Learn Biblical Latin by reading the Vulgata

Lesson 5

hic venit in testimonium ut testimonium perhiberet de lumine ut omnes crederent per illum

New words:

  1. hic - this (man), referring to the last masculine word mentioned, in this case "Iohannes"
  2. venire - to come
  3. testimonium - proof, evidence, witness (testimony) (uses the same endings as "Verbum" and "Deus")
  4. ut - so that, in order to
  5. perhibere - to give
  6. de - of, about
  7. lumine - light, light of day, clearness, understanding (Ablative of a declension you don't know yet)
  8. omnes - all people (compare to "omnia" -> all things)
  9. credere - to believe
  10. per - through
  11. illum - him, that one (Accusative, compare to "Deum"!)

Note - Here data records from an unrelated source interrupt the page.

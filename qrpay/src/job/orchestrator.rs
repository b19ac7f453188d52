use std::sync::Arc;
use std::time::Duration;

use super::{Capacity, JobError, JobId, JobOutcome, JobStatusView, JobStore};
use crate::error::{Error, Result};
use crate::pipeline::{PaymentQr, PaymentRequestPipeline};

/// What happens to a failed job's record.
#[derive(Debug, Clone, Copy, PartialEq, Eq, Default)]
pub enum FailedJobPolicy {
    /// Keep failed jobs until the process exits. Long-running services
    /// accumulate them, and they count toward [`Capacity::current_jobs`].
    #[default]
    Retain,
    /// Remove failed jobs after the same retention as completed ones.
    Expire,
}

/// Orchestrator settings.
#[derive(Debug, Clone, Copy, PartialEq, Eq)]
pub struct JobConfig {
    /// Advisory ceiling reported by [`JobOrchestrator::capacity`].
    pub max_jobs: usize,
    /// How long a terminal job stays pollable.
    pub retention: Duration,
    /// Treatment of failed jobs.
    pub failed_policy: FailedJobPolicy,
}

impl Default for JobConfig {
    fn default() -> Self {
        Self {
            max_jobs: 10,
            retention: Duration::from_secs(30),
            failed_policy: FailedJobPolicy::default(),
        }
    }
}

/// Accepts payment requests and runs them in the background.
///
/// Cloning is cheap; clones share the same [`JobStore`].
///
/// # Example
///
/// ```
/// use qrpay::chain::ChainRegistry;
/// use qrpay::job::{JobConfig, JobOrchestrator, JobOutcome};
/// use qrpay::pipeline::PaymentRequestPipeline;
/// use qrpay::render::PassthroughRenderer;
///
/// # #[tokio::main(flavor = "current_thread")]
/// # async fn main() {
/// let pipeline = PaymentRequestPipeline::new(ChainRegistry::builtin(), PassthroughRenderer);
/// let jobs = JobOrchestrator::new(pipeline, JobConfig::default());
///
/// let id = jobs.submit("send 1 BTC on bitcoin to 1A1zP1eP5QGefi2DMPTfTL5SLmv7DivfNa");
/// while jobs.result(&id).unwrap() == JobOutcome::Pending {
///     tokio::task::yield_now().await;
/// }
/// # }
/// ```
#[derive(Debug, Clone)]
pub struct JobOrchestrator {
    pipeline: PaymentRequestPipeline,
    store: Arc<JobStore>,
    config: JobConfig,
}

impl JobOrchestrator {
    /// Creates an orchestrator with an empty store.
    #[must_use]
    pub fn new(pipeline: PaymentRequestPipeline, config: JobConfig) -> Self {
        Self::with_store(pipeline, Arc::new(JobStore::new()), config)
    }

    /// Creates an orchestrator over an existing store.
    #[must_use]
    pub const fn with_store(
        pipeline: PaymentRequestPipeline,
        store: Arc<JobStore>,
        config: JobConfig,
    ) -> Self {
        Self {
            pipeline,
            store,
            config,
        }
    }

    /// Returns the settings.
    #[must_use]
    pub const fn config(&self) -> &JobConfig {
        &self.config
    }

    /// Returns the job table.
    #[must_use]
    pub const fn store(&self) -> &Arc<JobStore> {
        &self.store
    }

    /// Records a `processing` job and starts it in the background.
    ///
    /// Returns immediately; identical inputs yield independent jobs.
    ///
    /// # Panics
    ///
    /// Panics if called outside a tokio runtime.
    pub fn submit(&self, input: impl Into<String>) -> JobId {
        let input = input.into();
        let id = self.store.insert(input.clone());

        #[cfg(feature = "telemetry")]
        tracing::info!(job_id = %id, "Job submitted");

        let worker = self.clone();
        tokio::spawn(async move { worker.run(id, input).await });
        id
    }

    async fn run(self, id: JobId, input: String) {
        let expire = match self.execute(input).await {
            Ok(result) => {
                #[cfg(feature = "telemetry")]
                tracing::info!(job_id = %id, uri = %result.uri, "Job completed");
                self.store.complete(&id, result);
                true
            }
            Err(err) => {
                #[cfg(feature = "telemetry")]
                tracing::warn!(job_id = %id, error = %err, "Job failed");
                self.store.fail(&id, format!("Processing failed: {err}"));
                self.config.failed_policy == FailedJobPolicy::Expire
            }
        };

        if expire {
            tokio::time::sleep(self.config.retention).await;
            self.store.remove(&id);
            #[cfg(feature = "telemetry")]
            tracing::debug!(job_id = %id, "Job expired");
        }
    }

    async fn execute(&self, input: String) -> Result<PaymentQr> {
        let prepared = self.pipeline.prepare(&input)?;
        let pipeline = self.pipeline.clone();
        tokio::task::spawn_blocking(move || pipeline.render(prepared))
            .await
            .map_err(|e| Error::Render(e.to_string()))?
    }

    /// Current status of a job.
    ///
    /// # Errors
    ///
    /// Returns [`JobError::NotFound`] for unknown or expired ids.
    pub fn status(&self, id: &JobId) -> Result<JobStatusView, JobError> {
        self.store.status(id)
    }

    /// Outcome of a job.
    ///
    /// # Errors
    ///
    /// Returns [`JobError::NotFound`] for unknown or expired ids.
    pub fn result(&self, id: &JobId) -> Result<JobOutcome, JobError> {
        self.store.outcome(id)
    }

    /// Advisory load snapshot. Submissions are never refused on its basis.
    #[must_use]
    pub fn capacity(&self) -> Capacity {
        let current_jobs = self.store.len();
        Capacity {
            available: current_jobs < self.config.max_jobs,
            current_jobs,
            max_jobs: self.config.max_jobs,
        }
    }
}

#[cfg(test)]
mod tests {
    use super::*;
    use crate::chain::ChainRegistry;
    use crate::job::JobStatus;
    use crate::render::{PassthroughRenderer, RenderError, Renderer};

    const VALID: &str =
        r#"send 0.05 ETH to 0x1111111111111111111111111111111111111111 on ethereum labeled "Test""#;

    struct PanickingRenderer;

    impl Renderer for PanickingRenderer {
        fn render(&self, _text: &str) -> Result<String, RenderError> {
            panic!("renderer crashed");
        }
    }

    fn orchestrator(config: JobConfig) -> JobOrchestrator {
        let pipeline = PaymentRequestPipeline::new(ChainRegistry::builtin(), PassthroughRenderer);
        JobOrchestrator::new(pipeline, config)
    }

    async fn settle(jobs: &JobOrchestrator, id: &JobId) -> JobOutcome {
        for _ in 0..200 {
            match jobs.result(id).unwrap() {
                JobOutcome::Pending => tokio::time::sleep(Duration::from_millis(5)).await,
                outcome => return outcome,
            }
        }
        panic!("job {id} did not finish");
    }

    #[tokio::test]
    async fn test_submit_returns_processing_job() {
        let jobs = orchestrator(JobConfig::default());
        let id = jobs.submit(VALID);
        let job = jobs.store().get(&id).unwrap();
        assert_eq!(job.input(), VALID);
        assert!(matches!(
            jobs.status(&id).unwrap().status,
            JobStatus::Processing | JobStatus::Completed
        ));
    }

    #[tokio::test]
    async fn test_valid_request_completes() {
        let jobs = orchestrator(JobConfig::default());
        let id = jobs.submit(VALID);

        let JobOutcome::Completed(qr) = settle(&jobs, &id).await else {
            panic!("expected completion");
        };
        assert_eq!(
            qr.uri,
            "ethereum:0x1111111111111111111111111111111111111111?value=50000000000000000&label=Test"
        );
        let view = jobs.status(&id).unwrap();
        assert_eq!(view.status, JobStatus::Completed);
        assert_eq!(view.error, None);
    }

    #[tokio::test]
    async fn test_invalid_request_fails_with_message() {
        let jobs = orchestrator(JobConfig::default());
        let id = jobs.submit("send 5 USDC on dogecoin");

        assert_eq!(
            settle(&jobs, &id).await,
            JobOutcome::Failed(
                "Processing failed: Invalid input format. Please specify chain, amount, token, and address."
                    .into()
            )
        );
        assert_eq!(jobs.status(&id).unwrap().status, JobStatus::Failed);
    }

    #[tokio::test]
    async fn test_renderer_panic_fails_only_that_job() {
        let pipeline = PaymentRequestPipeline::new(ChainRegistry::builtin(), PanickingRenderer);
        let jobs = JobOrchestrator::new(pipeline, JobConfig::default());
        let id = jobs.submit(VALID);

        let JobOutcome::Failed(message) = settle(&jobs, &id).await else {
            panic!("expected failure");
        };
        assert!(message.starts_with("Processing failed: Rendering failed:"), "{message}");
        assert_eq!(jobs.status(&id).unwrap().status, JobStatus::Failed);
    }

    #[tokio::test]
    async fn test_same_input_twice_yields_independent_jobs() {
        let jobs = orchestrator(JobConfig::default());
        let a = jobs.submit(VALID);
        let b = jobs.submit(VALID);
        assert_ne!(a, b);
        assert!(matches!(settle(&jobs, &a).await, JobOutcome::Completed(_)));
        assert!(matches!(settle(&jobs, &b).await, JobOutcome::Completed(_)));
    }

    #[tokio::test]
    async fn test_unknown_id_is_not_found() {
        let jobs = orchestrator(JobConfig::default());
        let id = JobId::new();
        assert_eq!(jobs.status(&id).unwrap_err(), JobError::NotFound);
        assert_eq!(jobs.result(&id).unwrap_err(), JobError::NotFound);
    }

    #[tokio::test]
    async fn test_completed_jobs_expire_after_retention() {
        let jobs = orchestrator(JobConfig {
            retention: Duration::from_millis(50),
            ..JobConfig::default()
        });
        let id = jobs.submit(VALID);
        assert!(matches!(settle(&jobs, &id).await, JobOutcome::Completed(_)));

        tokio::time::sleep(Duration::from_millis(250)).await;
        assert_eq!(jobs.status(&id).unwrap_err(), JobError::NotFound);
    }

    #[tokio::test]
    async fn test_failed_jobs_follow_policy() {
        let config = JobConfig {
            retention: Duration::from_millis(50),
            ..JobConfig::default()
        };
        let retained = orchestrator(config);
        let expired = orchestrator(JobConfig {
            failed_policy: FailedJobPolicy::Expire,
            ..config
        });

        let kept = retained.submit("garbage");
        let dropped = expired.submit("garbage");
        assert!(matches!(settle(&retained, &kept).await, JobOutcome::Failed(_)));
        assert!(matches!(settle(&expired, &dropped).await, JobOutcome::Failed(_)));

        tokio::time::sleep(Duration::from_millis(250)).await;
        assert_eq!(retained.status(&kept).unwrap().status, JobStatus::Failed);
        assert_eq!(expired.status(&dropped).unwrap_err(), JobError::NotFound);
    }

    #[tokio::test]
    async fn test_capacity_is_advisory() {
        let jobs = orchestrator(JobConfig {
            max_jobs: 1,
            ..JobConfig::default()
        });
        assert_eq!(
            jobs.capacity(),
            Capacity {
                available: true,
                current_jobs: 0,
                max_jobs: 1
            }
        );

        let a = jobs.submit("garbage");
        let b = jobs.submit("garbage");
        let capacity = jobs.capacity();
        assert!(!capacity.available);
        assert_eq!(capacity.current_jobs, 2);
        assert!(jobs.status(&a).is_ok());
        assert!(jobs.status(&b).is_ok());
    }
}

In this lesson, I would like to introduce you to the infinitive form of verbs. That is the form that doesn't give you any information about what person is involved. It's also the one that you'd usually look up in a dictionary - for example you wouldn't look for "(you) are" or "(he) was" in a dictionary but "(to) be". This form typically ends in -re in Latin. You have already seen that the verb "esse"(to be) is an exception though. But in this lesson's vocabulary list, I put all new verbs in their infinitive form.

Now, how to get from the infinitive form to the one that actually appears in the text and vice versa?

Two ways:

  1. if the form is a simple one (called "Indicative"), you take off the -re ending and then add one of the verb endings you already know, -t or -nt to go to the conjugated (finite, not in-finite) form. For example take "laudare"(to praise). If you want the form "he praises", you first take off the -re, which leaves "lauda". Then add the -t which indicates that the person is "he / she / it". The result: "laudat".
  2. if the verb conveys a wish or a goal, particularly if it follows the word "ut", it requires a "Subjunctive" form. This form is even easier to make: don't touch the -re and add the verb ending to the end of it. Example: "laudare"(to praise) with the added -t becomes "laudaret", which would maybe be translated as "so that he praises" or "he should praise" or "he was to praise".

That's not too hard, is it? And if you encounter such a form in the text and you want to find out what the infinitive is, just take off the ending and then see whether the word still ends in -re. If it doesn't end in -re, it must be a Indicative form and you need to add -re to get the infinitive.

Try to translate the verse now: hic venit in testimonium ut testimonium perhiberet de lumine ut omnes crederent per illum
It is: This man came for a witness, to give testimony of the light, that all men might believe through him.

The next verse (John 1,18) is so easy that you can probably translate it right away if I just tell you two words:

  1. sed - but, however
  2. ille - he (note the relation ille - illum, ille actually works just like words of the O-Declension (like "Deus" and "Verbum") most of the time.)

Now, can you translate non erat ille lux sed ut testimonium perhiberet de lumine?

Of course you can. It is: "He was not the light, but was to give testimony of the light". Since "erat" alone would have sufficed to say "he was", the added "ille" emphasizes the "he" in the sense of "it was not he who was the light".
You are making tremendous progress! This is the end of lesson 5.